(Description of the task)
Where does the string "several" occur in the records? Copy each line that holds it.

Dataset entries

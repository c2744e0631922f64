//! Domain types for realtime monitor data.
//!
//! A [`Snapshot`] is what one upstream query returns: a list of monitors,
//! each describing one stop or platform with its lines and predicted
//! departures.

mod countdown;
mod snapshot;

pub use countdown::Countdown;
pub use snapshot::{Departure, Line, Monitor, Snapshot, Stop};
//! Web layer for the departure boards.
//!
//! Serves board documents as JSON and HTML, the raw snapshot cache, a live
//! update stream and the discovery trigger.

mod dto;
mod routes;
mod state;
pub mod templates;

pub use dto::*;
pub use routes::{AppError, create_router};
pub use state::AppState;
pub use templates::*;
//! MQTT broker transport.
//!
//! Publishes go straight onto the broker client's request queue. Messages
//! arriving from the broker are fanned out through an in-process bus, so
//! subscribers get the same [`BusSubscription`] either way. Subscription
//! filters are remembered and renewed on every (re)connect.

use std::sync::{Arc, Mutex, PoisonError};
use std::time::Duration;

use rumqttc::{AsyncClient, Event, EventLoop, LastWill, MqttOptions, Outgoing, Packet, Publish, QoS};
use tokio::sync::watch;
use tokio_util::sync::CancellationToken;
use tracing::{debug, info, warn};

use crate::config::BusConfig;
use crate::poller::next_backoff;

use super::topic::validate_topic;
use super::{BusError, BusMessage, BusPublisher, BusSubscription, InMemoryBus, TopicFilter};

/// Broker connection settings.
#[derive(Debug, Clone, PartialEq, Eq)]
pub struct MqttSettings {
    pub host: String,
    pub port: u16,
    pub client_id: String,
    pub credentials: Option<(String, String)>,
    pub keep_alive: Duration,
    /// Reconnect delay bounds.
    pub backoff_min: Duration,
    pub backoff_max: Duration,
    /// Request queue and subscriber queue length.
    pub capacity: usize,
}

impl MqttSettings {
    /// Settings for the configured broker, or `None` without a host.
    pub fn from_config(config: &BusConfig) -> Option<Self> {
        let host = config.host.trim();
        if host.is_empty() {
            return None;
        }

        let (backoff_min, backoff_max) = config.backoff_bounds();
        Some(Self {
            host: host.to_string(),
            port: config.port,
            client_id: config.client_id.clone(),
            credentials: config
                .credentials()
                .map(|(user, pass)| (user.to_string(), pass.to_string())),
            keep_alive: config.keepalive(),
            backoff_min,
            backoff_max,
            capacity: config.channel_capacity.max(1),
        })
    }

    fn options(&self, last_will: Option<&BusMessage>) -> MqttOptions {
        let mut options = MqttOptions::new(self.client_id.clone(), self.host.clone(), self.port);
        options.set_keep_alive(self.keep_alive);
        if let Some((user, pass)) = &self.credentials {
            options.set_credentials(user.clone(), pass.clone());
        }
        if let Some(will) = last_will {
            options.set_last_will(LastWill::new(
                will.topic.clone(),
                will.payload.clone().into_bytes(),
                QoS::AtMostOnce,
                will.retain,
            ));
        }
        options
    }
}

/// Bus backed by an MQTT broker.
pub struct MqttBus {
    client: AsyncClient,
    incoming: InMemoryBus,
    filters: Mutex<Vec<String>>,
    connected: watch::Sender<bool>,
}

impl MqttBus {
    /// Create the client. Nothing is sent until the returned event loop runs.
    ///
    /// `last_will` is published by the broker if the connection drops
    /// without a clean disconnect.
    pub fn connect(settings: &MqttSettings, last_will: Option<&BusMessage>) -> (Arc<Self>, MqttEventLoop) {
        let (client, eventloop) = AsyncClient::new(settings.options(last_will), settings.capacity);
        let (connected, _) = watch::channel(false);

        let bus = Arc::new(Self {
            client,
            incoming: InMemoryBus::with_capacity(settings.capacity),
            filters: Mutex::new(Vec::new()),
            connected,
        });

        info!(
            host = %settings.host,
            port = settings.port,
            client_id = %settings.client_id,
            "broker client created"
        );

        let driver = MqttEventLoop {
            eventloop,
            bus: bus.clone(),
            backoff_min: settings.backoff_min,
            backoff_max: settings.backoff_max,
        };
        (bus, driver)
    }

    /// Subscribe to broker topics matching `filter`.
    ///
    /// The broker subscription is sent now when connected, otherwise on
    /// the next connect.
    pub fn subscribe(&self, filter: TopicFilter) -> BusSubscription {
        let subscription = self.incoming.subscribe(filter.clone());
        let topic = filter.to_string();

        let mut filters = self.filters.lock().unwrap_or_else(PoisonError::into_inner);
        if *self.connected.borrow() {
            self.send_subscribe(&topic);
        }
        filters.push(topic);

        subscription
    }

    /// Watch the connection state; `true` after every successful connect.
    pub fn connection(&self) -> watch::Receiver<bool> {
        self.connected.subscribe()
    }

    pub fn is_connected(&self) -> bool {
        *self.connected.borrow()
    }

    /// Disconnect cleanly once every queued publish has been sent.
    pub fn disconnect(&self) -> Result<(), BusError> {
        self.client.try_disconnect()?;
        Ok(())
    }

    fn send_subscribe(&self, topic: &str) {
        match self.client.try_subscribe(topic, QoS::AtMostOnce) {
            Ok(()) => debug!(filter = topic, "broker subscription requested"),
            Err(e) => warn!(filter = topic, error = %e, "broker subscription failed"),
        }
    }

    fn on_connected(&self) {
        let filters = self.filters.lock().unwrap_or_else(PoisonError::into_inner);
        for topic in filters.iter() {
            self.send_subscribe(topic);
        }
        self.connected.send_replace(true);
    }

    fn on_disconnected(&self) {
        if self.connected.send_replace(false) {
            warn!("broker connection lost");
        }
    }

    fn deliver(&self, publish: &Publish) {
        let payload = String::from_utf8_lossy(&publish.payload).into_owned();
        let message = BusMessage::new(publish.topic.clone(), payload).retained(publish.retain);
        if let Err(e) = self.incoming.publish(message) {
            debug!(topic = %publish.topic, error = %e, "broker message dropped");
        }
    }
}

impl BusPublisher for MqttBus {
    fn publish(&self, message: BusMessage) -> Result<(), BusError> {
        validate_topic(&message.topic)?;
        self.client.try_publish(
            message.topic,
            QoS::AtMostOnce,
            message.retain,
            message.payload.into_bytes(),
        )?;
        Ok(())
    }
}

/// Drives the broker connection.
pub struct MqttEventLoop {
    eventloop: EventLoop,
    bus: Arc<MqttBus>,
    backoff_min: Duration,
    backoff_max: Duration,
}

impl MqttEventLoop {
    /// Run until a requested disconnect has been sent, or until `cancel`
    /// fires while the broker is unreachable.
    ///
    /// Failed connections are retried with exponential backoff between the
    /// configured bounds.
    pub async fn run(mut self, cancel: CancellationToken) {
        let mut delay = None;
        loop {
            match self.eventloop.poll().await {
                Ok(Event::Incoming(Packet::ConnAck(ack))) => {
                    delay = None;
                    info!(code = ?ack.code, "broker connected");
                    self.bus.on_connected();
                }
                Ok(Event::Incoming(Packet::Publish(publish))) => self.bus.deliver(&publish),
                Ok(Event::Outgoing(Outgoing::Disconnect)) => {
                    info!("broker disconnected");
                    break;
                }
                Ok(_) => {}
                Err(e) => {
                    self.bus.on_disconnected();
                    if cancel.is_cancelled() {
                        break;
                    }

                    let wait = next_backoff(delay, self.backoff_min, self.backoff_max);
                    delay = Some(wait);
                    warn!(error = %e, retry_in = ?wait, "broker connection failed");

                    tokio::select! {
                        _ = cancel.cancelled() => break,
                        _ = tokio::time::sleep(wait) => {}
                    }
                }
            }
        }
        self.bus.on_disconnected();
    }
}
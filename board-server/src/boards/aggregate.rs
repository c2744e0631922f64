//! Board aggregation.
//!
//! Turns the current set of snapshots into one [`BoardDocument`] for a
//! board specification. Every monitor of every snapshot is run through
//! every rule, in declared order. Matches are grouped into items keyed by
//! `(title, stop, platform-if-constrained)`. Within an item, lines are keyed
//! by `(name, towards, display title)`, so the same logical line observed
//! at several monitors merges into one deduplicated departure list.
//!
//! The build is a pure function of its inputs and never fails: malformed
//! input only ever makes the document emptier.

use std::collections::HashMap;
use std::collections::hash_map::Entry;

use tracing::trace;

use crate::domain::{Line, Monitor, Snapshot};

use super::departures::{countdown_text, normalize};
use super::document::{BoardDocument, BoardItem, BoardLine};
use super::matcher::LineSelection;
use super::spec::{BoardSpec, Rule};

/// Grouping identity of a board item.
///
/// `platform` is `None` when the rule does not constrain the platform, so
/// monitors of the same stop collapse into one item; otherwise it holds the
/// matched platform (itself possibly "no platform").
#[derive(Debug, Clone, PartialEq, Eq, Hash)]
struct ItemKey {
    title: String,
    stop: String,
    platform: Option<Option<String>>,
}

/// Grouping identity of a line within an item: `(name, towards, title)`.
type LineKey = (String, String, String);

struct ItemBuilder {
    item: BoardItem,
    lines: Vec<BoardLine>,
    line_index: HashMap<LineKey, usize>,
}

impl ItemBuilder {
    fn new(monitor: &Monitor, title: &str) -> Self {
        let stop = &monitor.stop;
        Self {
            item: BoardItem {
                municipality: stop.municipality.clone(),
                platform: stop.platform().map(String::from),
                rbl: stop.rbl,
                name: stop.title_trimmed().to_string(),
                title: title.to_string(),
                lines: Vec::new(),
                traffic_info_categories: monitor.traffic_info_categories.clone(),
                traffic_infos: monitor.traffic_infos.clone(),
            },
            lines: Vec::new(),
            line_index: HashMap::new(),
        }
    }

    /// Add one observed line, merging with an earlier observation of the same key.
    fn merge_line(&mut self, line: &Line, title: Option<&str>, limit: u32) {
        let departures = normalize(line.departures.iter().cloned(), limit);
        let key = (
            line.name_trimmed().to_string(),
            line.towards_trimmed().to_string(),
            title.unwrap_or_default().to_string(),
        );

        match self.line_index.entry(key) {
            Entry::Occupied(slot) => {
                let existing = &mut self.lines[*slot.get()];
                let previous = std::mem::take(&mut existing.departures);
                let merged = normalize(previous.into_iter().chain(departures), limit);
                existing.countdown_text = countdown_text(&merged);
                existing.departures = merged;
            }
            Entry::Vacant(slot) => {
                slot.insert(self.lines.len());
                self.lines.push(BoardLine {
                    name: line.name.clone(),
                    kind: line.kind.clone(),
                    towards: line.towards.clone(),
                    title: title.map(String::from),
                    countdown_text: countdown_text(&departures),
                    departures,
                });
            }
        }
    }

    /// Traffic info is advisory; the last monitor touching the item wins.
    fn refresh_traffic(&mut self, monitor: &Monitor) {
        self.item.traffic_info_categories = monitor.traffic_info_categories.clone();
        self.item.traffic_infos = monitor.traffic_infos.clone();
    }

    fn finish(self) -> BoardItem {
        BoardItem {
            lines: self.lines,
            ..self.item
        }
    }
}

/// Accumulates items for one board build.
struct Aggregation<'a> {
    rules: &'a [Rule],
    default_limit: u32,
    items: Vec<ItemBuilder>,
    index: HashMap<ItemKey, usize>,
}

impl<'a> Aggregation<'a> {
    fn new(spec: &'a BoardSpec) -> Self {
        Self {
            rules: &spec.rules,
            default_limit: spec.max_departures,
            items: Vec::new(),
            index: HashMap::new(),
        }
    }

    fn add_monitor(&mut self, monitor: &Monitor) {
        let stop_name = monitor.stop.title_trimmed();

        for rule in self.rules {
            if !rule.matches_stop(&monitor.stop) {
                continue;
            }

            let title = rule
                .title
                .as_deref()
                .filter(|t| !t.is_empty())
                .unwrap_or(stop_name);
            let limit = rule.limit(self.default_limit);
            let key = ItemKey {
                title: title.to_string(),
                stop: stop_name.to_string(),
                platform: rule
                    .platform
                    .is_declared()
                    .then(|| monitor.stop.platform().map(String::from)),
            };

            let slot = match self.index.entry(key) {
                Entry::Occupied(slot) => *slot.get(),
                Entry::Vacant(slot) => {
                    self.items.push(ItemBuilder::new(monitor, title));
                    *slot.insert(self.items.len() - 1)
                }
            };
            let builder = &mut self.items[slot];

            for line in &monitor.lines {
                match rule.select_line(line) {
                    LineSelection::Accepted { title } => builder.merge_line(line, title, limit),
                    LineSelection::Rejected => {}
                }
            }

            builder.refresh_traffic(monitor);
        }
    }

    fn finish(self) -> Vec<BoardItem> {
        self.items.into_iter().map(ItemBuilder::finish).collect()
    }
}

/// Build a board document.
///
/// * `board_id` - Id the document is reported under
/// * `spec` - The board's specification; `None` yields an empty document
/// * `snapshots` - Current snapshots, in the order they should be scanned
/// * `generated_at` - Unix timestamp stamped on the document
pub fn build_board<'s>(
    board_id: &str,
    spec: Option<&BoardSpec>,
    snapshots: impl IntoIterator<Item = &'s Snapshot>,
    generated_at: i64,
) -> BoardDocument {
    let Some(spec) = spec else {
        return BoardDocument::empty(board_id, generated_at);
    };

    let mut aggregation = Aggregation::new(spec);
    let mut monitors_seen = 0usize;
    for snapshot in snapshots {
        for monitor in &snapshot.monitors {
            aggregation.add_monitor(monitor);
            monitors_seen += 1;
        }
    }
    let items = aggregation.finish();

    trace!(
        board = board_id,
        monitors = monitors_seen,
        items = items.len(),
        "board built"
    );

    BoardDocument {
        id: board_id.to_string(),
        title: spec
            .title
            .clone()
            .filter(|t| !t.is_empty())
            .unwrap_or_else(|| board_id.to_string()),
        generated_at,
        max_departures: spec.max_departures,
        items,
    }
}
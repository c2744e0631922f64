//! Normalized monitor snapshots.
//!
//! These are the shapes the fetcher publishes and the snapshot store keeps.
//! Every field is optional or defaulted: snapshots arrive as JSON over the
//! bus and a missing or mistyped field must not make the whole snapshot
//! unreadable.

use serde::de::DeserializeOwned;
use serde::{Deserialize, Deserializer, Serialize};
use serde_json::Value;

use super::countdown::{Countdown, lenient_countdown};

/// One fetch result for one queried source (a stop id or a DIVA group).
///
/// Replaced wholesale on every fetch of the same source.
#[derive(Debug, Clone, Default, PartialEq, Serialize, Deserialize)]
pub struct Snapshot {
    /// Stable identifier derived from the query, e.g. `"4205"` or `"diva_60200607"`.
    #[serde(rename = "ident", default, deserialize_with = "lenient")]
    pub source_id: Option<String>,

    /// The upstream request this snapshot answers (diagnostics only).
    #[serde(default, deserialize_with = "lenient")]
    pub query: Option<String>,

    /// Whether the fetch succeeded.
    #[serde(default = "default_true", deserialize_with = "lenient_bool")]
    pub ok: bool,

    /// HTTP status of a failed fetch.
    #[serde(default, deserialize_with = "lenient", skip_serializing_if = "Option::is_none")]
    pub status: Option<u16>,

    /// Transport or decode error of a failed fetch.
    #[serde(default, deserialize_with = "lenient", skip_serializing_if = "Option::is_none")]
    pub error: Option<String>,

    /// Monitors in upstream order.
    #[serde(rename = "items", alias = "monitors", default, deserialize_with = "lenient_vec")]
    pub monitors: Vec<Monitor>,

    /// Unix timestamp (seconds) of the fetch.
    #[serde(rename = "ts", default, deserialize_with = "lenient_ts")]
    pub fetched_at: i64,
}

/// One physical stop or platform and its current lines.
#[derive(Debug, Clone, PartialEq, Serialize, Deserialize)]
pub struct Monitor {
    #[serde(default, deserialize_with = "lenient_default")]
    pub stop: Stop,

    #[serde(default, deserialize_with = "lenient_vec")]
    pub lines: Vec<Line>,

    /// Passed through untouched.
    #[serde(rename = "trafficInfoCategories", default = "empty_array")]
    pub traffic_info_categories: Value,

    /// Passed through untouched.
    #[serde(rename = "trafficInfos", default = "empty_object")]
    pub traffic_infos: Value,
}

impl Default for Monitor {
    fn default() -> Self {
        Self {
            stop: Stop::default(),
            lines: Vec::new(),
            traffic_info_categories: empty_array(),
            traffic_infos: empty_object(),
        }
    }
}

/// Stop metadata of a monitor.
#[derive(Debug, Clone, Default, PartialEq, Serialize, Deserialize)]
pub struct Stop {
    #[serde(default, deserialize_with = "lenient")]
    pub title: Option<String>,

    #[serde(default, deserialize_with = "lenient")]
    pub municipality: Option<String>,

    #[serde(default, deserialize_with = "lenient")]
    pub platform: Option<String>,

    #[serde(default, deserialize_with = "lenient")]
    pub rbl: Option<i64>,
}

impl Stop {
    /// Trimmed stop title, empty when absent.
    pub fn title_trimmed(&self) -> &str {
        self.title.as_deref().map(str::trim).unwrap_or_default()
    }

    /// Platform, with an empty string treated as "no platform".
    pub fn platform(&self) -> Option<&str> {
        self.platform.as_deref().filter(|p| !p.is_empty())
    }
}

/// A transit line serving a monitor.
#[derive(Debug, Clone, Default, PartialEq, Serialize, Deserialize)]
pub struct Line {
    #[serde(default, deserialize_with = "lenient")]
    pub name: Option<String>,

    /// Destination text.
    #[serde(default, deserialize_with = "lenient")]
    pub towards: Option<String>,

    /// Transport mode, e.g. `ptTram`.
    #[serde(rename = "type", default, deserialize_with = "lenient")]
    pub kind: Option<String>,

    /// Departures as received, unsorted.
    #[serde(default, deserialize_with = "lenient_vec")]
    pub departures: Vec<Departure>,
}

impl Line {
    pub fn name_trimmed(&self) -> &str {
        self.name.as_deref().map(str::trim).unwrap_or_default()
    }

    pub fn towards_trimmed(&self) -> &str {
        self.towards.as_deref().map(str::trim).unwrap_or_default()
    }
}

/// One predicted departure.
#[derive(Debug, Clone, Default, PartialEq, Serialize, Deserialize)]
pub struct Departure {
    /// `None` when upstream sent no numeric countdown.
    #[serde(default, deserialize_with = "lenient_countdown")]
    pub countdown: Option<Countdown>,

    #[serde(rename = "timePlanned", default, deserialize_with = "lenient")]
    pub time_planned: Option<String>,

    #[serde(rename = "timeReal", default, deserialize_with = "lenient")]
    pub time_real: Option<String>,
}

impl Departure {
    /// A departure due in `minutes` with no timestamps.
    pub fn in_minutes(minutes: f64) -> Self {
        Self {
            countdown: Countdown::new(minutes),
            ..Self::default()
        }
    }
}

fn default_true() -> bool {
    true
}

fn empty_array() -> Value {
    Value::Array(Vec::new())
}

fn empty_object() -> Value {
    Value::Object(serde_json::Map::new())
}

/// Deserialize any value, keeping it only if it has the expected type.
fn lenient<'de, D, T>(deserializer: D) -> Result<Option<T>, D::Error>
where
    D: Deserializer<'de>,
    T: DeserializeOwned,
{
    let value = Value::deserialize(deserializer)?;
    Ok(serde_json::from_value(value).ok())
}

fn lenient_default<'de, D, T>(deserializer: D) -> Result<T, D::Error>
where
    D: Deserializer<'de>,
    T: DeserializeOwned + Default,
{
    Ok(lenient(deserializer)?.unwrap_or_default())
}

fn lenient_bool<'de, D>(deserializer: D) -> Result<bool, D::Error>
where
    D: Deserializer<'de>,
{
    Ok(lenient(deserializer)?.unwrap_or(true))
}

fn lenient_ts<'de, D>(deserializer: D) -> Result<i64, D::Error>
where
    D: Deserializer<'de>,
{
    let value = Value::deserialize(deserializer)?;
    Ok(value
        .as_i64()
        .or_else(|| value.as_f64().map(|f| f as i64))
        .unwrap_or_default())
}

/// Deserialize a list, dropping entries that do not fit the element type.
fn lenient_vec<'de, D, T>(deserializer: D) -> Result<Vec<T>, D::Error>
where
    D: Deserializer<'de>,
    T: DeserializeOwned,
{
    let value = Value::deserialize(deserializer)?;
    let Value::Array(entries) = value else {
        return Ok(Vec::new());
    };
    Ok(entries
        .into_iter()
        .filter_map(|entry| serde_json::from_value(entry).ok())
        .collect())
}
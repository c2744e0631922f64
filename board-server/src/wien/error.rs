//! Upstream client error types.

/// Errors from querying the monitor endpoint.
#[derive(Debug, thiserror::Error)]
pub enum WienError {
    /// Request could not be sent or the response body not read
    #[error("HTTP error: {0}")]
    Http(#[from] reqwest::Error),

    /// Endpoint answered with a non-success status
    #[error("API error {status}")]
    Status { status: u16 },

    /// Response body is not a monitor document
    #[error("JSON parse error: {message}")]
    Json {
        message: String,
        body: Option<String>,
    },

    /// Configured base URL cannot be parsed
    #[error("invalid base URL {url:?}: {message}")]
    InvalidUrl { url: String, message: String },
}

impl WienError {
    /// Failures where the endpoint was never successfully reached.
    pub fn is_transport(&self) -> bool {
        matches!(self, WienError::Http(_))
    }
}

#[cfg(test)]
mod tests {
    use super::*;

    #[test]
    fn error_display() {
        let err = WienError::Status { status: 503 };
        assert_eq!(err.to_string(), "API error 503");
        assert!(!err.is_transport());

        let err = WienError::Json {
            message: "expected value".into(),
            body: Some("<html>".into()),
        };
        assert!(err.to_string().contains("expected value"));

        let err = WienError::InvalidUrl {
            url: "::".into(),
            message: "relative URL without a base".into(),
        };
        assert!(err.to_string().contains("\"::\""));
    }
}
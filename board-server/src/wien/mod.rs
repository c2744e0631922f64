//! Wiener Linien realtime monitor client.
//!
//! Polls the OGD `monitor` endpoint for a configured set of stop (RBL) and
//! DIVA ids and normalizes the responses into [`Snapshot`]s.
//!
//! Key characteristics of the upstream API:
//! - One request per stop or DIVA id; a DIVA id covers every platform of a
//!   station and yields several monitors
//! - Countdowns are whole minutes; `timePlanned`/`timeReal` are ISO 8601
//! - Lists are frequently `null` instead of empty
//!
//! [`Snapshot`]: crate::domain::Snapshot

mod client;
mod convert;
mod error;
mod query;
mod types;

pub use client::{FetchOutcome, MonitorSource, WienClient, WienConfig};
pub use convert::convert_response;
pub use error::WienError;
pub use query::{WienQuery, build_queries};
pub use types::{
    DepartureDto, DepartureTime, DeparturesDto, LineDto, LocationStop, MonitorData, MonitorDto,
    MonitorResponse, StopAttributes, StopProperties,
};
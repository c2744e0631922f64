//! Board documents as served to clients.

use serde::{Deserialize, Serialize};
use serde_json::Value;

use crate::domain::Departure;

/// A fully built board.
#[derive(Debug, Clone, PartialEq, Serialize, Deserialize)]
pub struct BoardDocument {
    pub id: String,
    pub title: String,
    /// Unix timestamp (seconds) of the build.
    #[serde(rename = "generatedAt")]
    pub generated_at: i64,
    /// Board-level default limit; `0` means unlimited.
    pub max_departures: u32,
    pub items: Vec<BoardItem>,
}

impl BoardDocument {
    /// The document returned for an unknown board id.
    pub fn empty(id: &str, generated_at: i64) -> Self {
        Self {
            id: id.to_string(),
            title: id.to_string(),
            generated_at,
            max_departures: 0,
            items: Vec::new(),
        }
    }
}

/// One aggregated display unit (a rule applied to a stop).
#[derive(Debug, Clone, PartialEq, Serialize, Deserialize)]
pub struct BoardItem {
    pub municipality: Option<String>,
    /// The monitor's actual platform, independent of grouping.
    pub platform: Option<String>,
    pub rbl: Option<i64>,
    /// Original stop title.
    pub name: String,
    /// Display title from the rule.
    pub title: String,
    pub lines: Vec<BoardLine>,
    #[serde(rename = "trafficInfoCategories")]
    pub traffic_info_categories: Value,
    #[serde(rename = "trafficInfos")]
    pub traffic_infos: Value,
}

/// One line within a board item, merged across monitors.
#[derive(Debug, Clone, PartialEq, Serialize, Deserialize)]
pub struct BoardLine {
    pub name: Option<String>,
    #[serde(rename = "type")]
    pub kind: Option<String>,
    pub towards: Option<String>,
    /// Display title from the matching line rule.
    #[serde(default, skip_serializing_if = "Option::is_none")]
    pub title: Option<String>,
    pub departures: Vec<Departure>,
    pub countdown_text: String,
}
//! Monitor endpoint response DTOs.
//!
//! These map the upstream JSON directly. Almost everything is optional:
//! the API omits fields, and sends `null` for empty lists, depending on the
//! stop and time of day.

use serde::Deserialize;
use serde_json::Value;

/// Top-level response of `GET /ogd_realtime/monitor`.
#[derive(Debug, Clone, Default, Deserialize)]
pub struct MonitorResponse {
    pub data: Option<MonitorData>,

    /// Server status block (`messageCode`, `value`, `serverTime`).
    pub message: Option<Value>,
}

#[derive(Debug, Clone, Default, Deserialize)]
#[serde(rename_all = "camelCase")]
pub struct MonitorData {
    pub monitors: Option<Vec<MonitorDto>>,

    /// Disruption notices; the API uses both spellings.
    pub traffic_infos: Option<Value>,
    pub traffic_info: Option<Value>,

    pub traffic_info_categories: Option<Value>,
}

/// One stop/platform.
#[derive(Debug, Clone, Default, Deserialize)]
#[serde(rename_all = "camelCase")]
pub struct MonitorDto {
    pub location_stop: Option<LocationStop>,
    pub lines: Option<Vec<LineDto>>,
}

/// GeoJSON feature describing the stop.
#[derive(Debug, Clone, Default, Deserialize)]
pub struct LocationStop {
    pub properties: Option<StopProperties>,
}

#[derive(Debug, Clone, Default, Deserialize)]
pub struct StopProperties {
    /// Stop name, e.g. "Josef-Baumann-Gasse".
    pub title: Option<String>,
    pub municipality: Option<String>,
    pub platform: Option<String>,
    /// Used instead of `platform` by some rail stops.
    pub gate: Option<String>,
    pub attributes: Option<StopAttributes>,
}

#[derive(Debug, Clone, Default, Deserialize)]
pub struct StopAttributes {
    /// Realtime stop number; usually an integer.
    pub rbl: Option<Value>,
}

#[derive(Debug, Clone, Default, Deserialize)]
pub struct LineDto {
    pub name: Option<String>,
    pub towards: Option<String>,
    /// Vehicle type, e.g. `ptTram`, `ptMetro`, `ptBusCity`.
    #[serde(rename = "type")]
    pub kind: Option<String>,
    pub departures: Option<DeparturesDto>,
}

#[derive(Debug, Clone, Default, Deserialize)]
pub struct DeparturesDto {
    pub departure: Option<Vec<DepartureDto>>,
}

#[derive(Debug, Clone, Default, Deserialize)]
#[serde(rename_all = "camelCase")]
pub struct DepartureDto {
    pub departure_time: Option<DepartureTime>,
}

#[derive(Debug, Clone, Default, Deserialize)]
#[serde(rename_all = "camelCase")]
pub struct DepartureTime {
    /// Minutes until departure. Kept raw; non-numbers are dropped later.
    pub countdown: Option<Value>,
    pub time_planned: Option<String>,
    pub time_real: Option<String>,
}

(Result)
//! at several monitors merges into one deduplicated departure list.
//!   station and yields several monitors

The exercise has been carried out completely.